__Assignment__:
Determine which lines of the records include the word "Clone", and copy them.
Segment Open
//! Display currency model.
//!
//! Currency selection affects presentation only; the engine performs no
//! conversion. The catalog is the fixed set of codes the selector offers.

use serde::{Deserialize, Serialize};

/// A display currency, identified by its ISO 4217 code.
#[derive(Debug, Clone, Copy, PartialEq, Eq, Serialize, Deserialize)]
#[serde(rename_all = "UPPERCASE")]
pub enum Currency {
    /// United States dollar.
    Usd,
    /// Canadian dollar.
    Cad,
    /// Euro.
    Eur,
    /// Pound sterling.
    Gbp,
    /// Australian dollar.
    Aud,
    /// New Zealand dollar.
    Nzd,
    /// Japanese yen.
    Jpy,
    /// Chinese yuan.
    Cny,
    /// Hong Kong dollar.
    Hkd,
    /// Singapore dollar.
    Sgd,
    /// Indian rupee.
    Inr,
    /// South Korean won.
    Krw,
    /// Swiss franc.
    Chf,
    /// Swedish krona.
    Sek,
    /// Norwegian krone.
    Nok,
    /// Danish krone.
    Dkk,
    /// Mexican peso.
    Mxn,
    /// Brazilian real.
    Brl,
}

impl Currency {
    /// Every supported currency, in selector display order.
    pub const ALL: [Currency; 18] = [
        Currency::Usd,
        Currency::Cad,
        Currency::Eur,
        Currency::Gbp,
        Currency::Aud,
        Currency::Nzd,
        Currency::Jpy,
        Currency::Cny,
        Currency::Hkd,
        Currency::Sgd,
        Currency::Inr,
        Currency::Krw,
        Currency::Chf,
        Currency::Sek,
        Currency::Nok,
        Currency::Dkk,
        Currency::Mxn,
        Currency::Brl,
    ];

    /// The ISO 4217 code, as persisted and displayed in the selector.
    pub fn code(self) -> &'static str {
        match self {
            Currency::Usd => "USD",
            Currency::Cad => "CAD",
            Currency::Eur => "EUR",
            Currency::Gbp => "GBP",
            Currency::Aud => "AUD",
            Currency::Nzd => "NZD",
            Currency::Jpy => "JPY",
            Currency::Cny => "CNY",
            Currency::Hkd => "HKD",
            Currency::Sgd => "SGD",
            Currency::Inr => "INR",
            Currency::Krw => "KRW",
            Currency::Chf => "CHF",
            Currency::Sek => "SEK",
            Currency::Nok => "NOK",
            Currency::Dkk => "DKK",
            Currency::Mxn => "MXN",
            Currency::Brl => "BRL",
        }
    }

    /// The prefix symbol used by the plain fallback presentation.
    ///
    /// Locale-aware hosts will usually substitute their own formatting; a
    /// few codes have no single-glyph symbol and fall back to text.
    pub fn symbol(self) -> &'static str {
        match self {
            Currency::Usd
            | Currency::Cad
            | Currency::Aud
            | Currency::Nzd
            | Currency::Hkd
            | Currency::Sgd
            | Currency::Mxn => "$",
            Currency::Eur => "€",
            Currency::Gbp => "£",
            Currency::Jpy | Currency::Cny => "¥",
            Currency::Inr => "₹",
            Currency::Krw => "₩",
            Currency::Chf => "CHF ",
            Currency::Sek | Currency::Nok | Currency::Dkk => "kr ",
            Currency::Brl => "R$",
        }
    }

    /// Resolves a persisted code back to a currency, ignoring case, or
    /// `None` if the code is unknown.
    ///
    /// # Example
    ///
    /// ```
    /// use paycheck_engine::models::Currency;
    ///
    /// assert_eq!(Currency::from_code("usd"), Some(Currency::Usd));
    /// assert_eq!(Currency::from_code("XYZ"), None);
    /// ```
    pub fn from_code(code: &str) -> Option<Self> {
        let upper = code.trim().to_ascii_uppercase();
        Currency::ALL
            .into_iter()
            .find(|currency| currency.code() == upper)
    }
}

impl Default for Currency {
    fn default() -> Self {
        Currency::Usd
    }
}
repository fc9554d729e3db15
//! Input parsing for the paycheck engine.
//!
//! This module contains the parsers that turn free-form text fields into
//! fixed-precision values: robust money/decimal parsing with separator
//! disambiguation, bounded percentage parsing for the optional
//! withholding and deduction fields, and periods-per-year resolution for
//! the frequency selector.

mod money;
mod percent;
mod periods;

pub use money::{is_zero_like, parse_money};
pub use percent::parse_percent;
pub use periods::resolve_periods;
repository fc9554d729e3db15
//! The engine boundary: form in, stamped result out.

use std::time::Instant;

use chrono::Utc;
use tracing::{info, warn};
use uuid::Uuid;

use crate::error::EngineResult;
use crate::models::{CalculatorForm, PaycheckResult};

use super::pipeline::compute_breakdown;
use super::resolve::resolve_inputs;

/// Evaluates a form end to end and stamps the outcome.
///
/// Resolves every field, runs the pipeline, and wraps the breakdown with
/// a calculation id, timestamp, engine version, and duration. The first
/// failing field short-circuits with its message; nothing is computed in
/// that case.
///
/// # Example
///
/// ```
/// use paycheck_engine::calculation::evaluate;
/// use paycheck_engine::models::CalculatorForm;
///
/// let result = evaluate(&CalculatorForm::default()).unwrap();
/// assert!(!result.breakdown.net_is_negative());
/// assert_eq!(result.engine_version, env!("CARGO_PKG_VERSION"));
/// ```
pub fn evaluate(form: &CalculatorForm) -> EngineResult<PaycheckResult> {
    let calculation_id = Uuid::new_v4();
    info!(calculation_id = %calculation_id, "Processing paycheck calculation");

    let start_time = Instant::now();

    let inputs = match resolve_inputs(form) {
        Ok(inputs) => inputs,
        Err(err) => {
            warn!(
                calculation_id = %calculation_id,
                error = %err,
                "Form validation failed"
            );
            return Err(err);
        }
    };

    let breakdown = compute_breakdown(&inputs);
    let duration_us = start_time.elapsed().as_micros() as u64;

    info!(
        calculation_id = %calculation_id,
        duration_us,
        negative_net = breakdown.net_is_negative(),
        "Calculation completed successfully"
    );

    Ok(PaycheckResult {
        calculation_id,
        timestamp: Utc::now(),
        engine_version: env!("CARGO_PKG_VERSION").to_string(),
        duration_us,
        breakdown,
    })
}
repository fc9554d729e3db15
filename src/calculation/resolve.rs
//! Form resolution: raw text fields to fixed-precision inputs.
//!
//! The calculation pipeline only runs once every field has parsed. This
//! module walks the form in a fixed order and either produces the complete
//! [`ResolvedInputs`] bundle or stops at the first failing field, so the
//! caller always surfaces a single, deterministic message.

use crate::error::{EngineError, EngineResult};
use crate::models::{CalculatorForm, Micros};
use crate::parse::{is_zero_like, parse_money, parse_percent, resolve_periods};

/// Every input the pipeline needs, parsed to fixed precision.
#[derive(Debug, Clone, Copy, PartialEq, Eq)]
pub struct ResolvedInputs {
    /// Gross annual amount.
    pub annual_gross: Micros,
    /// Paychecks per year, always a whole number of units.
    pub periods_per_year: Micros,
    /// Withholding percentage, 0..=100.
    pub withhold_pct: Micros,
    /// Fixed annual withholding amount.
    pub withhold_fixed_annual: Micros,
    /// Pre-tax percentage, 0..=100.
    pub pretax_pct: Micros,
    /// Fixed annual pre-tax amount.
    pub pretax_fixed_annual: Micros,
    /// Post-tax percentage, 0..=100.
    pub posttax_pct: Micros,
    /// Fixed annual post-tax amount.
    pub posttax_fixed_annual: Micros,
    /// Extra gross added to this paycheck only.
    pub extra_gross: Micros,
}

/// Optional fixed-amount fields default to zero without running the full
/// parser.
fn fixed_amount(input: &str) -> EngineResult<Micros> {
    if is_zero_like(input) {
        return Ok(Micros::ZERO);
    }
    Ok(parse_money(input)?.micros)
}

/// Resolves a form into pipeline inputs, or the first failing field.
///
/// Fields are checked in a fixed order so the surfaced message is stable
/// while the user types: gross amount, periods per year, the three
/// percentages, the three fixed annual amounts, then extra gross. A blank
/// gross field is reported as missing rather than as a parse failure.
///
/// # Example
///
/// ```
/// use paycheck_engine::calculation::resolve_inputs;
/// use paycheck_engine::models::{CalculatorForm, Micros};
///
/// let inputs = resolve_inputs(&CalculatorForm::default()).unwrap();
/// assert_eq!(inputs.annual_gross, Micros::from_units(80000));
/// assert_eq!(inputs.periods_per_year, Micros::from_units(26));
/// ```
pub fn resolve_inputs(form: &CalculatorForm) -> EngineResult<ResolvedInputs> {
    if form.annual_gross.trim().is_empty() {
        return Err(EngineError::MissingGross);
    }
    let annual_gross = parse_money(&form.annual_gross)?.micros;

    let periods_per_year = resolve_periods(form.frequency, &form.periods_per_year)?;

    let withhold_pct = parse_percent(&form.withhold_pct, "Withholding %")?;
    let pretax_pct = parse_percent(&form.pretax_pct, "Pre-tax %")?;
    let posttax_pct = parse_percent(&form.posttax_pct, "Post-tax %")?;

    let withhold_fixed_annual = fixed_amount(&form.withhold_fixed_annual)?;
    let pretax_fixed_annual = fixed_amount(&form.pretax_fixed_annual)?;
    let posttax_fixed_annual = fixed_amount(&form.posttax_fixed_annual)?;
    let extra_gross = fixed_amount(&form.extra_gross_per_paycheck)?;

    Ok(ResolvedInputs {
        annual_gross,
        periods_per_year,
        withhold_pct,
        withhold_fixed_annual,
        pretax_pct,
        pretax_fixed_annual,
        posttax_pct,
        posttax_fixed_annual,
        extra_gross,
    })
}
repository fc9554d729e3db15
//! Paycheck Calculation Engine
//!
//! This crate parses free-form monetary input into exact micro-unit
//! amounts and computes per-paycheck take-home pay with arbitrary
//! precision rational arithmetic, so no cent is ever lost to floating
//! point along the way.

#![warn(missing_docs)]

pub mod calculation;
pub mod error;
pub mod format;
pub mod models;
pub mod parse;
pub mod rational;
pub mod store;
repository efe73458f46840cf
mod lock;
mod mutex;

pub use lock::*;
pub(crate) use lock::validate_node_id;
pub(crate) use mutex::*;
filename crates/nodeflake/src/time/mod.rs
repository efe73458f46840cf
mod interface;
mod mono_clock;
mod system_clock;

pub use interface::*;
pub use mono_clock::*;
pub use system_clock::*;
Segment Closed
__Answer area__:
#[derive(Debug, Clone, Copy, PartialEq, Eq, Serialize, Deserialize)]
#[derive(Debug, Clone, Copy, PartialEq, Eq)]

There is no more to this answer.